それが、鈍感な私にとっては青天の霹靂の彼の自殺によって、
水泡に帰した。

だからバカヤローと叫びたいけれども、
その言葉は必ずや自分に戻ってくる。

見沢君のシンドイ人生のかけらなりとも知っている私は、
なんだかんだあっても、
やるだけのやった立派な人生だったと考えている。

見沢君は、監獄生活や闘病生活や借金生活や○○生活も
すべてひっくるめて、見事な作家であった。
見沢君は、感傷を嫌悪し常識を罵倒したけれども、
肉親の情に脆く、友人知己の恩を忘れない人であった。
見沢君の判読困難な手紙文には、
いつもそこはかとないユーモアが漂っていた。
見沢君の作品から、私は稀有な知性と
独創的な論理もしくは倫理を読みとっていた。
見沢君の早口な台詞からは、生来の甘えん坊が
愛らしく顔を覗かせたものであった。

見沢君の世界が、このたび有能で志のある人たちによって
舞台化されると聞いた。
願わくは、偶像化されたニセモノの彼でなく、
知性とユーモア溢れる甘えん坊である、
ホンモノの
少なくとも生身の彼を観たいものである。

『舞台化に寄せて』 青木誠也(作品社編集部)

見沢知廉の作品世界が、演劇化されるという。
本稿執筆時点でまだ脚本はできあがっていないが、彼自身の生涯を描き出しながら、
随所に作品のエッセンスを織り込んでいくような構成になると聞いている。

そうした形の芝居をつくり上げるのが容易ならざる作業であろうことは、
演劇というジャンルの門外漢である私にも、想像がつく。
私はつねづね、見沢氏の小説の特徴を、カリカチュアライズにあると考えてきた。
そしてそれが、彼の作品の醍醐味でもある。

たとえば『ライト・イズ・ライト~Dreaming 80‘s』で描かれた、
新右翼の事務所や酒場での乱痴気騒ぎや、
デモの最中に女の子とキスをした上、その場面を公安に撮影されてしまうツカサ少年の姿。
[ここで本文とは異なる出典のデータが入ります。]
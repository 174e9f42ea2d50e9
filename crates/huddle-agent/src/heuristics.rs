//! Keyword heuristics over raw message text.
//!
//! These run without a model: classifying a message as an action request,
//! pulling a title, attendee names, email addresses and a move target out of it.

use std::sync::LazyLock;

use regex::Regex;

/// The calendar action a message is asking for
#[derive(Debug, Clone, Copy, PartialEq, Eq)]
pub enum ActionKind {
    Schedule,
    Update,
    List,
}

const SCHEDULING_KEYWORDS: &[&str] = &[
    "schedule",
    "meeting",
    "call",
    "dinner",
    "lunch",
    "breakfast",
    "get together",
    "plan",
    "organize",
    "set up",
    "arrange",
    "family time",
    "catch up",
    "discussion",
];

/// Openers that make a message a new booking whatever follows
const SCHEDULING_VERBS: &[&str] = &["schedule", "set up", "arrange", "organize", "plan", "book"];

const UPDATE_KEYWORDS: &[&str] = &["move", "reschedule", "change", "push", "shift"];

const CANCEL_KEYWORDS: &[&str] = &["cancel", "delete", "remove"];

const LIST_KEYWORDS: &[&str] = &["what's on", "show", "list", "upcoming", "my calendar"];

/// Activity keyword → default title, first match wins
const ACTIVITY_TITLES: &[(&str, &str)] = &[
    ("dinner", "Dinner"),
    ("lunch", "Lunch"),
    ("breakfast", "Breakfast"),
    ("call", "Call"),
    ("meeting", "Meeting"),
];

/// Title used when nothing better can be found
pub const DEFAULT_TITLE: &str = "Get-Together";

/// Words that end a title or name run
const STOP_WORDS: &[&str] = &[
    "tomorrow", "today", "tonight", "at", "on", "next", "this", "with", "for", "from", "to", "and", "in",
    "monday", "tuesday", "wednesday", "thursday", "friday", "saturday", "sunday", "morning", "afternoon",
    "evening", "night", "noon", "weekend",
];

const NON_NAMES: &[&str] = &["me", "us", "everyone", "family", "the", "my", "our", "team", "i"];

static QUOTED: LazyLock<Regex> = LazyLock::new(|| {
    Regex::new(r#"(?:^|\s)["'“‘]([^"'“”‘’]{1,80})["'”’](?:[^\w]|$)"#).unwrap()
});

static ABOUT: LazyLock<Regex> = LazyLock::new(|| Regex::new(r"(?i)\babout\s+(.+)").unwrap());

static WITH: LazyLock<Regex> = LazyLock::new(|| Regex::new(r"(?i)\bwith\s+(.+)").unwrap());

static EMAIL: LazyLock<Regex> =
    LazyLock::new(|| Regex::new(r"[A-Za-z0-9._%+\-]+@[A-Za-z0-9.\-]+\.[A-Za-z]{2,}").unwrap());

static UPDATE_TARGET: LazyLock<Regex> = LazyLock::new(|| Regex::new(r"(?i)^.*\sto\s+(.+)$").unwrap());

static DURATION: LazyLock<Regex> = LazyLock::new(|| {
    Regex::new(r"(?i)\bfor\s+(an?|\d+(?:\.\d+)?)\s*(hours?|hrs?|h|minutes?|mins?|m)\b").unwrap()
});

fn tokens(lower: &str) -> Vec<&str> {
    lower
        .split(|c: char| !c.is_alphanumeric() && c != '\'')
        .filter(|w| !w.is_empty())
        .collect()
}

/// Single words match whole tokens; phrases match as substrings
fn mentions(lower: &str, toks: &[&str], keyword: &str) -> bool {
    if keyword.contains(' ') || keyword.contains('\'') {
        lower.contains(keyword)
    } else {
        toks.contains(&keyword)
    }
}

fn mentions_any(lower: &str, toks: &[&str], keywords: &[&str]) -> bool {
    keywords.iter().any(|k| mentions(lower, toks, k))
}

fn opens_with(toks: &[&str], phrase: &str) -> bool {
    let words: Vec<&str> = phrase.split(' ').collect();
    toks.len() >= words.len() && toks[..words.len()] == words[..]
}

/// Classify a message as an action request, if it is one.
///
/// Cancellation wording yields `None`: deleting is never done on keywords alone.
pub fn classify(message: &str) -> Option<ActionKind> {
    let lower = message.to_lowercase();
    let toks = tokens(&lower);

    if SCHEDULING_VERBS.iter().any(|verb| opens_with(&toks, verb)) {
        Some(ActionKind::Schedule)
    } else if mentions_any(&lower, &toks, CANCEL_KEYWORDS) {
        None
    } else if mentions_any(&lower, &toks, UPDATE_KEYWORDS) {
        Some(ActionKind::Update)
    } else if mentions_any(&lower, &toks, LIST_KEYWORDS) {
        Some(ActionKind::List)
    } else if mentions_any(&lower, &toks, SCHEDULING_KEYWORDS) {
        Some(ActionKind::Schedule)
    } else {
        None
    }
}

/// First quoted phrase in the message
pub fn quoted_phrase(message: &str) -> Option<String> {
    QUOTED
        .captures(message)
        .map(|c| c[1].trim().to_string())
        .filter(|s| !s.is_empty())
}

fn title_case(word: &str) -> String {
    let mut chars = word.chars();
    match chars.next() {
        Some(first) => first.to_uppercase().chain(chars.flat_map(|c| c.to_lowercase())).collect(),
        None => String::new(),
    }
}

fn activity_title(message: &str) -> Option<&'static str> {
    let lower = message.to_lowercase();
    let toks = tokens(&lower);
    ACTIVITY_TITLES
        .iter()
        .find(|(kw, _)| toks.contains(kw))
        .map(|(_, title)| *title)
}

/// Derive an event title from the message text
pub fn extract_title(message: &str) -> String {
    if let Some(quoted) = quoted_phrase(message) {
        return quoted;
    }

    if let Some(caps) = ABOUT.captures(message) {
        let words: Vec<String> = caps[1]
            .split_whitespace()
            .map(|w| w.trim_matches(|c: char| !c.is_alphanumeric()))
            .take_while(|w| !w.is_empty() && !STOP_WORDS.contains(&w.to_lowercase().as_str()))
            .take(3)
            .map(title_case)
            .collect();
        if !words.is_empty() {
            return words.join(" ");
        }
    }

    activity_title(message).unwrap_or(DEFAULT_TITLE).to_string()
}

/// Search query for an existing event: a quoted phrase, else an activity word
pub fn extract_search_query(message: &str) -> Option<String> {
    quoted_phrase(message).or_else(|| activity_title(message).map(|t| t.to_lowercase()))
}

/// Capitalised names following "with"
pub fn extract_attendees(message: &str) -> Vec<String> {
    let Some(caps) = WITH.captures(message) else {
        return vec![];
    };

    let mut names = vec![];
    let mut current: Vec<&str> = vec![];

    for raw in caps.get(1).map_or("", |m| m.as_str()).split_whitespace() {
        let ends_clause = raw.ends_with(',') || raw.ends_with('.') || raw.ends_with('!') || raw.ends_with('?');
        let word = raw.trim_matches(|c: char| !c.is_alphanumeric() && c != '\'' && c != '-');
        let lower = word.to_lowercase();

        if lower == "and" {
            flush(&mut current, &mut names);
            continue;
        }
        if word.is_empty() || NON_NAMES.contains(&lower.as_str()) {
            flush(&mut current, &mut names);
            if ends_clause {
                break;
            }
            continue;
        }
        if STOP_WORDS.contains(&lower.as_str()) || word.chars().any(|c| c.is_ascii_digit()) {
            break;
        }
        if !word.chars().next().is_some_and(char::is_uppercase) {
            break;
        }

        current.push(word);
        if raw.ends_with(',') {
            flush(&mut current, &mut names);
        } else if ends_clause {
            break;
        }
    }
    flush(&mut current, &mut names);

    names
}

fn flush(current: &mut Vec<&str>, names: &mut Vec<String>) {
    if !current.is_empty() {
        names.push(current.join(" "));
        current.clear();
    }
}

/// Email addresses found anywhere in the message
pub fn extract_emails(message: &str) -> Vec<String> {
    EMAIL
        .find_iter(message)
        .map(|m| m.as_str().trim_end_matches('.').to_string())
        .collect()
}

/// Text after the last " to ", used as the new time in move requests
pub fn extract_update_target(message: &str) -> Option<String> {
    let caps = UPDATE_TARGET.captures(message)?;
    let target = caps[1].trim().trim_end_matches(['.', '!', '?']);
    (!target.is_empty()).then(|| target.to_string())
}

/// "for 2 hours", "for an hour", "for 45 minutes"
pub fn extract_duration_minutes(message: &str) -> Option<u32> {
    let caps = DURATION.captures(message)?;
    let amount = match caps[1].to_lowercase().as_str() {
        "a" | "an" => 1.0,
        n => n.parse::<f64>().ok()?,
    };
    let unit = caps[2].to_lowercase();
    let minutes = if unit.starts_with('h') { amount * 60.0 } else { amount };
    (1.0..=24.0 * 60.0).contains(&minutes).then_some(minutes.round() as u32)
}
impl Orchestrator {
    pub fn new(
        provider: Arc<dyn ModelProvider>,
        registry: Arc<ToolRegistry>,
        store: Arc<dyn ConversationStore>,
        roster: Arc<dyn RosterProvider>,
        resolver: DateTimeResolver,
        config: OrchestratorConfig,
    ) -> Self {
        Self {
            provider,
            registry,
            store,
            roster,
            resolver,
            config,
            locks: parking_lot::Mutex::new(HashMap::new()),
        }
    }

    pub fn registry(&self) -> &ToolRegistry {
        &self.registry
    }

    pub fn config(&self) -> &OrchestratorConfig {
        &self.config
    }

    /// Handle one inbound message. Never fails; errors become a canned reply.
    pub async fn process(&self, message: &str, identity: &str, now: DateTime<Utc>) -> String {
        let lock = self.identity_lock(identity);
        let _guard = lock.lock().await;

        tracing::info!(identity = %identity, "processing message");

        let mut state = match self.store.get_or_create(identity, now).await {
            Ok(state) => state,
            Err(e) => {
                tracing::error!(identity = %identity, error = %e, "failed to load conversation");
                return reply::ERROR_REPLY.to_string();
            }
        };

        if state.pending.is_some() && is_new_topic(message) {
            if let Some(dropped) = state.clear_pending() {
                tracing::info!(identity = %identity, phase = ?dropped.phase(), "new topic, discarding pending state");
            }
        }
        state.record_message(message, now, self.config.history_limit);

        let ctx = ToolContext::new(identity, message, now);
        let reply = match self.handle(&mut state, &ctx).await {
            Ok(reply) => reply,
            Err(e) => {
                tracing::error!(identity = %identity, error = %e, "message handling failed");
                canned_reply(&e).to_string()
            }
        };

        if let Err(e) = self.store.save(&state).await {
            tracing::error!(identity = %identity, error = %e, "failed to save conversation");
        }

        tracing::debug!(identity = %identity, phase = ?state.phase(), "message handled");
        reply
    }

    fn identity_lock(&self, identity: &str) -> Arc<tokio::sync::Mutex<()>> {
        self.locks
            .lock()
            .entry(identity.to_string())
            .or_default()
            .clone()
    }

    async fn handle(&self, state: &mut ConversationState, ctx: &ToolContext) -> Result<String> {
        if let Some(PendingState::WaitingForEmails {
            draft,
            unresolved_names,
        }) = &state.pending
        {
            let emails = heuristics::extract_emails(&ctx.message);
            if !emails.is_empty() {
                let missing = still_missing(unresolved_names, &emails, &ctx.message);
                let mut draft = draft.clone();
                for email in emails {
                    if !draft.attendees.iter().any(|a| a.eq_ignore_ascii_case(&email)) {
                        draft.attendees.push(email);
                    }
                }

                if !missing.is_empty() {
                    tracing::info!(identity = %ctx.identity, missing = missing.len(), "still waiting for attendee addresses");
                    let question = reply::ask_for_emails(&missing);
                    state.set_pending(PendingState::WaitingForEmails {
                        draft,
                        unresolved_names: missing,
                    });
                    return Ok(question);
                }
                return self.create_deferred(state, draft, ctx).await;
            }
        }

        let roster = self.roster.roster_for(&ctx.identity).await?;
        self.run_model(state, &roster, ctx).await
    }

    /// Finish an event that was waiting for attendee addresses
    async fn create_deferred(&self, state: &mut ConversationState, draft: EventDraft, ctx: &ToolContext) -> Result<String> {
        let mut args = json!({
            "title": draft.title,
            "start_time": draft.start.instant.to_rfc3339(),
            "duration_minutes": draft.duration_minutes,
            "attendees": draft.attendees,
        });
        if let (Some(description), Some(obj)) = (&draft.description, args.as_object_mut()) {
            obj.insert("description".to_string(), json!(description));
        }

        tracing::info!(identity = %ctx.identity, title = %draft.title, "creating deferred event");
        let outcome = self.invoke(tools::CREATE_EVENT, args, ctx).await?;
        self.finish_deterministic(state, vec![outcome])
    }

    async fn run_model(&self, state: &mut ConversationState, roster: &[RosterMember], ctx: &ToolContext) -> Result<String> {
        let system_prompt = build_system_prompt(state, roster, ctx.now, self.resolver.local_offset());
        let catalog = self.registry.list();
        let mut messages = vec![Message::user(ctx.message.clone())];

        let mut response = self.complete(&system_prompt, &messages, &catalog).await?;

        if response.tool_uses.is_empty() {
            // cancellations are never classified, so the model's answer stands for them
            if let Some(kind) = heuristics::classify(&ctx.message) {
                tracing::info!(identity = %ctx.identity, action = ?kind, "model invoked no tools, using keyword fallback");
                return self.run_heuristic(kind, state, ctx).await;
            }
            let text = response.text();
            let reply = if text.is_empty() {
                reply::EMPTY_REPLY.to_string()
            } else {
                text
            };
            settle_pending(state, &reply, &[]);
            return Ok(reply);
        }

        let max_rounds = self.config.max_tool_rounds.max(1);
        let mut executed: Vec<ToolOutcome> = vec![];
        let mut synthesized = 0;
        let mut rounds = 0;

        loop {
            rounds += 1;
            let (assistant, results) = self.execute_round(&response, ctx, &mut synthesized).await?;
            let outcomes: Vec<ToolOutcome> = results.iter().map(|(_, o)| o.clone()).collect();

            if let Some(reply) = short_circuit(state, &outcomes) {
                return Ok(reply);
            }

            messages.push(assistant.to_message());
            messages.push(Message::User {
                content: results
                    .iter()
                    .map(|(id, o)| Content::tool_result(id, o.result.text_content(), o.result.is_error))
                    .collect(),
            });
            executed.extend(outcomes);

            response = match self.complete(&system_prompt, &messages, &catalog).await {
                Ok(response) => response,
                Err(e) => {
                    tracing::warn!(error = %e, "follow-up model call failed, summarizing tool results");
                    let reply = reply::summarize(&executed);
                    settle_pending(state, &reply, &executed);
                    return Ok(reply);
                }
            };

            if response.tool_uses.is_empty() {
                break;
            }
            if rounds >= max_rounds {
                tracing::warn!(rounds, "tool round limit reached, ignoring further tool calls");
                break;
            }
        }

        let text = response.text();
        let reply = if text.is_empty() {
            reply::summarize(&executed)
        } else {
            text
        };
        settle_pending(state, &reply, &executed);
        Ok(reply)
    }

    async fn complete(
        &self,
        system_prompt: &str,
        messages: &[Message],
        catalog: &[huddle_ai::Tool],
    ) -> Result<ModelResponse> {
        let request = ModelRequest {
            model: self.config.model.clone(),
            system_prompt: Some(system_prompt.to_string()),
            messages: messages.to_vec(),
            tools: catalog.to_vec(),
            max_tokens: self.config.max_tokens,
        };
        let request = &request;

        let response = self
            .config
            .retry
            .run("model call", || async move { self.provider.complete(request).await.map_err(Error::from) })
            .await?;

        tracing::debug!(
            tool_calls = response.tool_uses.len(),
            input_tokens = response.usage.input,
            output_tokens = response.usage.output,
            "model responded"
        );
        Ok(response)
    }

    /// Run one model turn's tool calls in order, then apply workflow enforcement.
    ///
    /// Returns the assistant turn (with any synthesized calls appended) and the
    /// outcomes keyed by tool-use id.
    async fn execute_round(
        &self,
        response: &ModelResponse,
        ctx: &ToolContext,
        synthesized: &mut usize,
    ) -> Result<(ModelResponse, Vec<(String, ToolOutcome)>)> {
        let mut assistant = response.clone();
        let mut results = Vec::with_capacity(response.tool_uses.len() + 1);

        for call in &response.tool_uses {
            let outcome = self.invoke(&call.name, call.input.clone(), ctx).await?;
            results.push((call.id.clone(), outcome));
        }

        if let Some(args) = enforced_create(&response.tool_uses, &results, &ctx.message) {
            *synthesized += 1;
            let id = format!("{}{}", SYNTHETIC_ID_PREFIX, synthesized);
            tracing::info!(identity = %ctx.identity, "conflict check cleared without a create call, creating event");
            let outcome = self.invoke(tools::CREATE_EVENT, args.clone(), ctx).await?;
            assistant.tool_uses.push(ToolUse {
                id: id.clone(),
                name: tools::CREATE_EVENT.to_string(),
                input: args,
            });
            results.push((id, outcome));
        }

        Ok((assistant, results))
    }

    /// Call a tool. A registry miss becomes an error result for the model;
    /// executor failures propagate.
    async fn invoke(&self, name: &str, args: serde_json::Value, ctx: &ToolContext) -> Result<ToolOutcome> {
        let result = match self.registry.call(name, args.clone(), ctx).await {
            Ok(result) => result,
            Err(Error::ToolNotFound(missing)) => {
                tracing::warn!(tool = %missing, "model requested an unknown tool");
                ToolResult::error(format!("Tool not found: {}", missing))
            }
            Err(e) => return Err(e),
        };

        Ok(ToolOutcome {
            name: name.to_string(),
            arguments: args,
            result,
        })
    }

    /// Keyword safety net for action requests the model did not act on
    async fn run_heuristic(&self, kind: ActionKind, state: &mut ConversationState, ctx: &ToolContext) -> Result<String> {
        let message = ctx.message.as_str();

        match kind {
            ActionKind::Schedule => {
                let mut args = json!({
                    "title": heuristics::extract_title(message),
                    "start_time": message,
                    "attendees": message_attendees(message),
                });
                if let (Some(minutes), Some(obj)) = (heuristics::extract_duration_minutes(message), args.as_object_mut()) {
                    obj.insert("duration_minutes".to_string(), json!(minutes));
                }
                let outcome = self.invoke(tools::CREATE_EVENT, args, ctx).await?;
                self.finish_deterministic(state, vec![outcome])
            }
            ActionKind::List => {
                let outcome = self.invoke(tools::LIST_EVENTS, json!({}), ctx).await?;
                self.finish_deterministic(state, vec![outcome])
            }
            ActionKind::Update => {
                let Some(query) = heuristics::extract_search_query(message) else {
                    return Ok(ask(state, "Which event do you mean?".to_string()));
                };

                let found = self
                    .invoke(tools::SEARCH_EVENTS, json!({ "query": query }), ctx)
                    .await?;
                let events = found.result.output["events"].as_array().cloned().unwrap_or_default();

                match events.as_slice() {
                    [] => {
                        state.clear_pending();
                        Ok(reply::no_match(&query))
                    }
                    [event] => {
                        let id = event["id"].as_str().unwrap_or_default();
                        let title = event["title"].as_str().unwrap_or("the event");
                        let Some(target) = heuristics::extract_update_target(message) else {
                            return Ok(ask(state, format!("What time should I move {} to?", title)));
                        };
                        let outcome = self
                            .invoke(tools::UPDATE_EVENT, json!({ "event_id": id, "start_time": target }), ctx)
                            .await?;
                        self.finish_deterministic(state, vec![outcome])
                    }
                    _ => Ok(ask(state, reply::several_matches(&query, &found))),
                }
            }
        }
    }

    /// Reply from tool outcomes without another model call
    fn finish_deterministic(&self, state: &mut ConversationState, outcomes: Vec<ToolOutcome>) -> Result<String> {
        if let Some(reply) = short_circuit(state, &outcomes) {
            return Ok(reply);
        }
        if outcomes.iter().all(|o| !o.result.is_error) {
            state.clear_pending();
        }
        Ok(reply::summarize(&outcomes))
    }
}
見沢氏の作品にはいつも過剰なまでの装飾や演出が施されていて、
読者であるわれわれのおかしみを誘う。
だが、その彼の過剰な装飾や演出は、たんに「おかしさ」を描くためだけの装置として機能しているわけではない。

世界を戯画的に見せることによって、
腐敗した権力構造や、弱者を虐げる社会や、
軽佻浮薄な文化・風俗を抉り出すという作業も、同時に行なわれる。

そこに見沢氏の作品の文学的価値の多くがあると思うし、
彼の死後も多くの読者をひきつけてやまぬ所以でもあろう。

これからつくられる舞台が、見沢知廉の小説たちと同様に、
ユーモアと、現代への鋭い風刺を含んだものになることを、願ってやまない。